It’s been one of the most widely reported stories in real estate in the last 12 months; Australia’s first and second tier banks tightening their lending criteria for foreign investors, making it much more difficult for them to secure loans for new property purchases.
Of course, not only prospective purchasers have been affected but also buyers who signed up for off the plan contracts, and may still have two or more years before the completion of their property. For some of these buyers, the inability to secure an Australian bank loan will mean forfeiting their deposit and their property. Not a good outcome for any stakeholder; buyers, developers, builders, agents or government.
Property is no longer just local; it’s now a global commodity. With activity in more than 25 countries, we at Investorist experience the impact of lending changes like this on a macro and micro level.
Australia no longer number one
With thousands of Chinese agents using our platform, one of the immediate effects we’ve witnessed in our China offices is that US cities like New York, Miami, Los Angeles and Houston have now become the preferred investment destination for the Chinese. EB5 visas facilitating permanent residency have much appeal, and the US lending environment is much more straightforward than Australia’s.
Similarly, the fall in the value of the pound following Brexit has made UK property significantly more affordable. London and the ‘Northern Powerhouse’ cities of Manchester, Liverpool and Leeds are red hot with Asian buyers right now.
Australia hasn’t entirely lost its appeal though; Melbourne, ranked as the most liveable city in the world for the last six years, remains a big drawcard. The fundamentals of why the Chinese love this country are still in evidence; blue skies, clean air, open spaces, quality schools and a stable political and economic environment, so it’s unlikely to drop out of the popularity polls any time soon.
Given the increased international competition for the investment dollar, a new guaranteed loan product that promises a viable alternative to the tight-fisted banks is sure to be embraced with open arms.
$1.5bn private lender fund
Investorist has been in discussions with several groups with regard to making property financing solutions more accessible to the platform’s users, and has partnered with one of our larger clients to promote non-resident lending available to those who require it. The company has a proven track record, having funded non-resident loans since August 2016. The $1.5bn represents the first loan-ready pool of funds, with more to follow. Available to most applicants subject to serviceability criteria and verification of income, the fund is set to be a game changer in the property investment market.

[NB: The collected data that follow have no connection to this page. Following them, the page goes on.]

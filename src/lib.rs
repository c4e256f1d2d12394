//! Deferred-work execution engine: per-CPU worker queues in the Linux
//! workqueue mold.
//!
//! Callers hand the engine reusable [`Work`] items (a closure plus state
//! bits); each item runs to completion on a worker thread belonging to the
//! queue it was submitted to. Within one per-CPU queue execution is strictly
//! FIFO and sequential, which gives work functions on the same queue
//! implicit mutual exclusion. Across queues there is no ordering at all.
//!
//! # Subsystems
//!
//! - [`work`]: the [`Work`] / [`DelayedWork`] data model.
//! - [`workqueue`]: queues, worker loops, flush, direct execution,
//!   cancellation, and the global system workqueue.
//! - [`cpu`]: logical CPU topology and thread bindings.
//! - [`timer`]: monotonic clock and the timer wheel behind delayed work.
//! - [`hotplug`]: CPU bring-up/teardown entry points, including pending-work
//!   migration off a dead CPU.
//!
//! # Getting started
//!
//! ```rust,ignore
//! workqueue::init_workqueue();
//!
//! let work = workqueue::schedule_work_fn(|| {
//!     log::info!("running deferred");
//! }, "example");
//!
//! workqueue::flush_scheduled_work();
//! ```

pub mod cpu;
pub mod hotplug;
pub mod timer;
pub mod work;
pub mod workqueue;

pub use timer::get_monotonic_time;
pub use work::{DelayedWork, Work};
pub use workqueue::{
    cancel_delayed_work, cancel_rearming_delayed_work, cancel_rearming_delayed_workqueue,
    create_singlethread_workqueue, create_workqueue, flush_scheduled_work, init_workqueue,
    run_scheduled_work, schedule_delayed_work, schedule_delayed_work_on, schedule_on_each_cpu,
    schedule_work, schedule_work_fn, Workqueue, WorkqueueError, WorkqueueFlags,
};
//! Work item types: the units of deferred execution.
//!
//! A [`Work`] is created once and may be submitted many times; the engine
//! never consumes it. Its life cycle is idle -> pending (linked into exactly
//! one per-CPU FIFO) -> running -> idle, tracked by a single atomic flags word
//! so the pending test-and-set and the release are one indivisible step.
//!
//! A [`DelayedWork`] pairs a `Work` with a one-shot timer slot. While
//! scheduled, exactly one of {timer armed, work pending on a queue} holds;
//! the timer callback clears its slot before handing the work to the queue.

use core::sync::atomic::{AtomicU8, Ordering};
use std::sync::{Arc, Weak};

use crate::timer::TimerKey;
use crate::workqueue::CpuQueue;

/// Work is linked into a queue (or about to run) and must not be re-queued.
const WORK_PENDING: u8 = 1 << 0;
/// The drain loop must not clear the pending bit before invoking; the work
/// function (or its enclosing structure's cleanup) calls [`Work::release`].
const WORK_NO_AUTOREL: u8 = 1 << 1;

/// A unit of deferred work.
///
/// The callback runs on a worker thread of whichever queue the item was
/// submitted to. It may freely re-submit its own item: the engine releases
/// the pending bit before invoking (unless the item was created with
/// [`Work::new_manual_release`]).
pub struct Work {
    /// The function to execute. `Fn`, not `FnOnce`: items are reusable.
    func: Box<dyn Fn() + Send + Sync + 'static>,
    /// WORK_* bits, read and written as one unit.
    flags: AtomicU8,
    /// Queue this item is currently linked into. Identity only: compared,
    /// never used to keep the queue alive. Stale once the item has run.
    owner: spin::Mutex<Weak<CpuQueue>>,
    /// Debug name for this work item.
    name: &'static str,
}

impl Work {
    /// Create a new work item with the given function and debug name.
    pub fn new<F>(func: F, name: &'static str) -> Arc<Work>
    where
        F: Fn() + Send + Sync + 'static,
    {
        Arc::new(Work {
            func: Box::new(func),
            flags: AtomicU8::new(0),
            owner: spin::Mutex::new(Weak::new()),
            name,
        })
    }

    /// Like [`Work::new`], but the engine performs no implicit release: the
    /// item stays pending across invocation until [`Work::release`] is
    /// called. For items embedded in larger structures that own cleanup.
    pub fn new_manual_release<F>(func: F, name: &'static str) -> Arc<Work>
    where
        F: Fn() + Send + Sync + 'static,
    {
        Arc::new(Work {
            func: Box::new(func),
            flags: AtomicU8::new(WORK_NO_AUTOREL),
            owner: spin::Mutex::new(Weak::new()),
            name,
        })
    }

    /// Debug name of this work item.
    pub fn name(&self) -> &'static str {
        self.name
    }

    /// Whether the item is queued (or armed via a delayed timer) and not yet
    /// released for re-submission.
    pub fn is_pending(&self) -> bool {
        self.flags.load(Ordering::Acquire) & WORK_PENDING != 0
    }

    /// Clear the pending bit, making the item submittable again. The drain
    /// loop calls this right before invoking auto-release items; manual-
    /// release items call it themselves.
    pub fn release(&self) {
        self.flags.fetch_and(!WORK_PENDING, Ordering::AcqRel);
    }

    /// Transition idle -> pending. Returns false if already pending.
    pub(crate) fn test_and_set_pending(&self) -> bool {
        self.flags.fetch_or(WORK_PENDING, Ordering::AcqRel) & WORK_PENDING == 0
    }

    pub(crate) fn auto_release(&self) -> bool {
        self.flags.load(Ordering::Acquire) & WORK_NO_AUTOREL == 0
    }

    /// Record the queue that now owns this item. Called under that queue's
    /// lock, before the item is linked into its FIFO, so no thread can see
    /// the item in a list with a stale owner.
    pub(crate) fn set_owner(&self, queue: &Arc<CpuQueue>) {
        *self.owner.lock() = Arc::downgrade(queue);
    }

    /// Queue that last owned this item, if it is still alive.
    pub(crate) fn owner(&self) -> Option<Arc<CpuQueue>> {
        self.owner.lock().upgrade()
    }

    /// Identity check against `queue`, for membership validation under that
    /// queue's lock.
    pub(crate) fn owner_is(&self, queue: &Arc<CpuQueue>) -> bool {
        Weak::ptr_eq(&self.owner.lock(), &Arc::downgrade(queue))
    }

    pub(crate) fn invoke(&self) {
        (self.func)()
    }
}

/// A work item executed after a delay.
///
/// Composition, not inheritance: the inner [`Work`] flows through the exact
/// same queue machinery once the timer fires.
pub struct DelayedWork {
    work: Arc<Work>,
    /// Armed timer, if any. Guards the arm/fire/cancel hand-off.
    timer: spin::Mutex<Option<TimerKey>>,
}

impl DelayedWork {
    /// Create a new delayed work item with the given function and debug name.
    pub fn new<F>(func: F, name: &'static str) -> Arc<DelayedWork>
    where
        F: Fn() + Send + Sync + 'static,
    {
        Arc::new(DelayedWork {
            work: Work::new(func, name),
            timer: spin::Mutex::new(None),
        })
    }

    /// The underlying work item.
    pub fn work(&self) -> &Arc<Work> {
        &self.work
    }

    /// Whether the delay timer is currently armed (it has neither fired nor
    /// been cancelled).
    pub fn timer_armed(&self) -> bool {
        match *self.timer.lock() {
            Some(key) => crate::timer::is_armed(key),
            None => false,
        }
    }

    /// Run `arm` and publish the resulting key as one step. The timer
    /// callback contends on the same lock, so the key is visible before the
    /// callback can clear it.
    pub(crate) fn arm_with<F>(&self, arm: F)
    where
        F: FnOnce() -> TimerKey,
    {
        let mut slot = self.timer.lock();
        *slot = Some(arm());
    }

    /// Called by the timer callback before the enqueue step.
    pub(crate) fn clear_timer(&self) {
        *self.timer.lock() = None;
    }

    /// Try to disarm the timer. On success the pending bit is cleared and
    /// the item will not run. Returns false if the timer had already fired
    /// (the work is queued or running) or was never armed.
    pub(crate) fn try_disarm(&self) -> bool {
        let mut slot = self.timer.lock();
        match *slot {
            Some(key) if crate::timer::cancel(key) => {
                *slot = None;
                self.work.release();
                true
            }
            _ => false,
        }
    }
}
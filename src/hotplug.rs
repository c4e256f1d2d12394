//! CPU hotplug entry points.
//!
//! The embedder drives these in the usual notifier order:
//!
//! - bring-up: [`cpu_up_prepare`] then [`cpu_online`], or
//!   [`cpu_up_canceled`] if bring-up fails after prepare;
//! - teardown: [`cpu_down_prepare`] then [`cpu_dead`].
//!
//! Each call fans out over the registry of multi-threaded workqueues;
//! single-threaded queues have no per-CPU state and are unaffected.
//!
//! NOTE: hotplug notifications are serialized with respect to each other by
//! the caller (they are notifier callbacks, not a concurrent API). A flush
//! racing `cpu_dead` on the dying CPU's queue is excluded by that same
//! serialization.

use crate::cpu;
use crate::workqueue::{registered_workqueues, WorkqueueError};

/// A CPU is coming up: give every registered workqueue a queue and worker
/// for it before it goes online. On failure the caller is expected to abort
/// the bring-up and invoke [`cpu_up_canceled`].
pub fn cpu_up_prepare(cpu: usize) -> Result<(), WorkqueueError> {
    assert!(cpu < crate::cpu::MAX_CPUS, "cpu {} out of range", cpu);
    for wq in registered_workqueues() {
        wq.attach_cpu(cpu)?;
    }
    Ok(())
}

/// The CPU is online; submissions may route to it from here on.
pub fn cpu_online(cpu: usize) {
    cpu::set_online(cpu);
    log::info!("CPU_ONLINE: cpu {}", cpu);
}

/// Bring-up was aborted after [`cpu_up_prepare`]: stop and drop the workers
/// that prepare created. Their queues are empty (the CPU never went online),
/// so nothing needs re-homing.
pub fn cpu_up_canceled(cpu: usize) {
    for wq in registered_workqueues() {
        wq.detach_cpu(cpu, false);
    }
    log::warn!("CPU_UP_CANCELED: cpu {}", cpu);
}

/// The CPU is about to go away: take it out of the online mask so new
/// submissions re-route to surviving CPUs.
pub fn cpu_down_prepare(cpu: usize) {
    cpu::set_offline(cpu);
    log::info!("CPU_DOWN_PREPARE: cpu {}", cpu);
}

/// The CPU is gone. For every registered workqueue, stop its worker for
/// that CPU and re-home whatever was still queued onto the calling CPU's
/// queue. Re-homing cannot fail: the items are already pending and only
/// their FIFO link moves.
pub fn cpu_dead(cpu: usize) {
    for wq in registered_workqueues() {
        wq.detach_cpu(cpu, true);
    }
    log::info!("CPU_DEAD: cpu {}", cpu);
}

The fund offers much flexibility for borrowers:
- Available for new, completed and under construction properties
- Multiple products and lenders available
- Interest only and P&I loans
- Borrowers can be individuals or companies
- Loan terms up to 30 years
- Maximum LVR of 65% or 75% for Hong Kong and Singapore citizens
- Interest rates from 5% on completed property
- Loan sizes from AU$100,000 to AU$1,000,000
- Refinancing of existing loans also possible
Fund launch in China
The pent-up demand for this type of non-bank private lending is very high in China, and will no doubt be well received. The fund’s products will be introduced at our China Connection Event being held in Shanghai and Shenzhen during the week of 27 – 31 March. International developers from Australia and the US will be meeting with hundreds of pre-qualified agents who have expressed interest in buying off plan projects for their clients. Having representatives on the ground to explain the funding options and qualification criteria for securing loans will be extremely valuable for both parties, boosting confidence that all deals will be able to proceed smoothly to completion.
In a country where access to online information is strictly controlled (no Google, Facebook or other western social media platforms are allowed due to the internet firewall), Chinese buyers rely heavily on the advice and knowledge of their local advisors and agents in order to purchase foreign property.
Dollars for developers
Local or overseas-based developers can also apply for loans through the fund. Whilst primarily aimed at individual property investors, for developers seeking additional finance for their own projects or the reassurance that any buyers they do secure will be able to settle on completion, the fund is also likely to have great appeal.
Once the deals start flowing, and more and more purchasers (and maybe developers) are happily saying ‘bye, bye banks’, it will be interesting to see how the big banks react.